Bewertung von Sachbezügen – Einbeziehung der Versandkosten in die

Bewertung von Sachbezügen – Einbeziehung der Versandkosten in die

Sachbezüge, die Arbeitnehmern in Form von Waren oder Warengutscheinen zugewendet werden, sind lohn­steuer- und sozialversicherungsfrei, wenn sie insgesamt 44 Euro im Monat nicht übersteigen.[1] Als Wert ist der Endpreis anzusetzen; dies ist der nachgewiesene günstigste Preis einschließlich sämtlicher Nebenkosten, zu dem die Ware oder Dienstleistung an Endverbraucher am Markt angeboten wird.[2]

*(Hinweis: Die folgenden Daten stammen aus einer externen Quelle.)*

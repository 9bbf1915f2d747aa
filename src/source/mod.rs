//! Video source paths and the uniform record they normalize into.
//!
//! Three independent source paths each fetch a channel's videos and convert
//! their own upstream shape into [`VideoRecord`]s:
//!
//! - [`OfficialApiSource`] - paginated official search API (first page only),
//!   scoped by a channel id resolved through [`ChannelResolver`]
//! - [`InternalApiSource`] - undocumented internal browse endpoint returning
//!   deeply nested JSON
//! - [`RssSource`] - the channel's Atom feed (no keyword filtering)
//!
//! There is no fallback chain: callers pick the path they want, either
//! directly or through [`crate::scout::VideoScout`].
//!
//! # Example
//!
//! ```no_run
//! use vidscout_core::source::{HttpSettings, RssSource};
//!
//! # async fn example() -> Result<(), Box<dyn std::error::Error>> {
//! let rss = RssSource::new(HttpSettings::default())?;
//! for video in rss.fetch_videos("SomeChannel").await? {
//!     println!("{} {}", video.external_id, video.title);
//! }
//! # Ok(())
//! # }
//! ```

mod channel;
mod error;
mod http_client;
mod internal;
mod official;
mod rss;
mod thumbnails;

pub use channel::{ChannelResolver, ResolvedChannel};
pub use error::SourceError;
pub use http_client::{HttpSettings, build_source_http_client};
pub use internal::{DEFAULT_BROWSE_ID, InternalApiSource, parse_internal_browse};
pub use official::{OFFICIAL_PAGE_SIZE, OfficialApiSource, parse_official_search};
pub use rss::{RssSource, parse_feed, validate_feed_xml};
pub use thumbnails::{Thumbnail, ThumbnailSet, select_thumbnail};

use std::fmt;

use async_trait::async_trait;
use chrono::{DateTime, Utc};
use serde::Serialize;

use crate::query::{ChannelHandleQuery, matches_keywords};

/// The unified video shape produced by every source parser.
///
/// Source parsers build records through [`VideoRecord::try_new`], the
/// validating constructor, which rejects a blank id or title.
#[derive(Debug, Clone, PartialEq, Eq, Serialize)]
#[serde(rename_all = "camelCase")]
pub struct VideoRecord {
    /// Upstream video id.
    pub external_id: String,
    /// Plain-text title.
    pub title: String,
    /// Plain-text description; empty when the source omits it.
    pub description: String,
    /// Absolute thumbnail URL; empty when the source offers none.
    pub thumbnail_url: String,
    /// Publication time, only from sources that expose it.
    #[serde(skip_serializing_if = "Option::is_none")]
    pub published_at: Option<DateTime<Utc>>,
}

impl VideoRecord {
    /// Builds a record, or `None` when the id or title is blank.
    #[must_use]
    pub fn try_new(
        external_id: impl Into<String>,
        title: impl Into<String>,
        description: impl Into<String>,
        thumbnail_url: impl Into<String>,
        published_at: Option<DateTime<Utc>>,
    ) -> Option<Self> {
        let external_id = external_id.into().trim().to_string();
        let title = title.into().trim().to_string();
        if external_id.is_empty() || title.is_empty() {
            return None;
        }
        Some(Self {
            external_id,
            title,
            description: description.into(),
            thumbnail_url: thumbnail_url.into(),
            published_at,
        })
    }
}

/// Which source path produced a batch.
#[derive(Debug, Clone, Copy, PartialEq, Eq, Hash, Serialize)]
#[serde(rename_all = "camelCase")]
pub enum SourceKind {
    /// Official search API.
    OfficialApi,
    /// Internal browse endpoint.
    InternalApi,
    /// Atom feed.
    Rss,
}

impl SourceKind {
    /// Returns the stable short label for the source.
    #[must_use]
    pub fn as_str(self) -> &'static str {
        match self {
            Self::OfficialApi => "official",
            Self::InternalApi => "internal",
            Self::Rss => "rss",
        }
    }
}

impl fmt::Display for SourceKind {
    fn fmt(&self, f: &mut fmt::Formatter<'_>) -> fmt::Result {
        f.write_str(self.as_str())
    }
}

/// Videos from one source for one channel.
///
/// Channel fields live here rather than on each record because a query
/// targets exactly one channel.
#[derive(Debug, Clone, PartialEq, Eq, Serialize)]
#[serde(rename_all = "camelCase")]
pub struct VideoBatch {
    /// The path that produced the videos.
    pub source: SourceKind,
    /// Resolved channel id, when the path resolves one.
    #[serde(skip_serializing_if = "Option::is_none")]
    pub channel_id: Option<String>,
    /// Channel avatar, when the path resolves one.
    #[serde(skip_serializing_if = "Option::is_none")]
    pub channel_avatar_url: Option<String>,
    /// Normalized videos.
    pub videos: Vec<VideoRecord>,
}

impl VideoBatch {
    /// Creates a batch with no channel details.
    #[must_use]
    pub fn new(source: SourceKind, videos: Vec<VideoRecord>) -> Self {
        Self {
            source,
            channel_id: None,
            channel_avatar_url: None,
            videos,
        }
    }

    /// Attaches resolved channel details.
    #[must_use]
    pub fn with_channel(mut self, channel: ResolvedChannel) -> Self {
        self.channel_id = Some(channel.channel_id);
        self.channel_avatar_url = Some(channel.channel_avatar_url);
        self
    }

    /// Drops videos whose title and description match none of `keywords`.
    pub fn retain_matching(&mut self, keywords: &str) {
        self.videos.retain(|video| matches_keywords(video, keywords));
    }
}

/// A source path the scout can dispatch to.
///
/// # Object Safety
///
/// This trait uses `async_trait` so sources can be held as
/// `Box<dyn VideoSource>`.
#[async_trait]
pub trait VideoSource: Send + Sync {
    /// Returns which path this source implements.
    fn kind(&self) -> SourceKind;

    /// Fetches and normalizes the videos for a validated query.
    async fn discover(&self, query: &ChannelHandleQuery) -> Result<VideoBatch, SourceError>;
}

/// Routes a raw payload to the parser for `kind`.
///
/// # Errors
///
/// Returns the parser's typed failure: [`SourceError::JsonParse`] for the
/// JSON sources, [`SourceError::InvalidXml`] or
/// [`SourceError::FeedProcessing`] for the feed.
pub fn parse_payload(kind: SourceKind, body: &[u8]) -> Result<Vec<VideoRecord>, SourceError> {
    match kind {
        SourceKind::OfficialApi => parse_official_search(body),
        SourceKind::InternalApi => parse_internal_browse(body),
        SourceKind::Rss => parse_feed(body),
    }
}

Neben den Kosten für das Produkt fallen im Versand- und Onlinehandel häufig auch Versandkosten an; bisher war fraglich, ob diese miteinzubeziehen sind. Nach einer aktuellen Entscheidung des Bundesfinanz­hofs[3] ist die Lieferung an den Arbeitnehmer nach Hause grundsätzlich als zusätzlicher Vorteil im Rahmen der 44 Euro-Freigrenze zu berücksichtigen. Wird der günstigste Einzelhandelspreis im Online- und Versand­handel (inklusive Versandkosten) festgestellt, treten bei gesonderter Berechnung des Versands diese Kosten zum Warenwert hinzu; dies kann bereits bei geringfügigem Überschreiten der Grenze dazu führen, dass der gesamte Sachbezug lohnsteuer- und ggf. sozialversicherungspflichtig wird.


 

[1] § 8 Abs. 2 Satz 11 EStG.

[2] BMF-Schreiben vom 16. Mai 2013 – IV C 5 – S 2334/07/0011 (BStBl 2013 I S. 729), Rz. 4.

[3] Urteil vom 6. Juni 2018 VI R 32/16.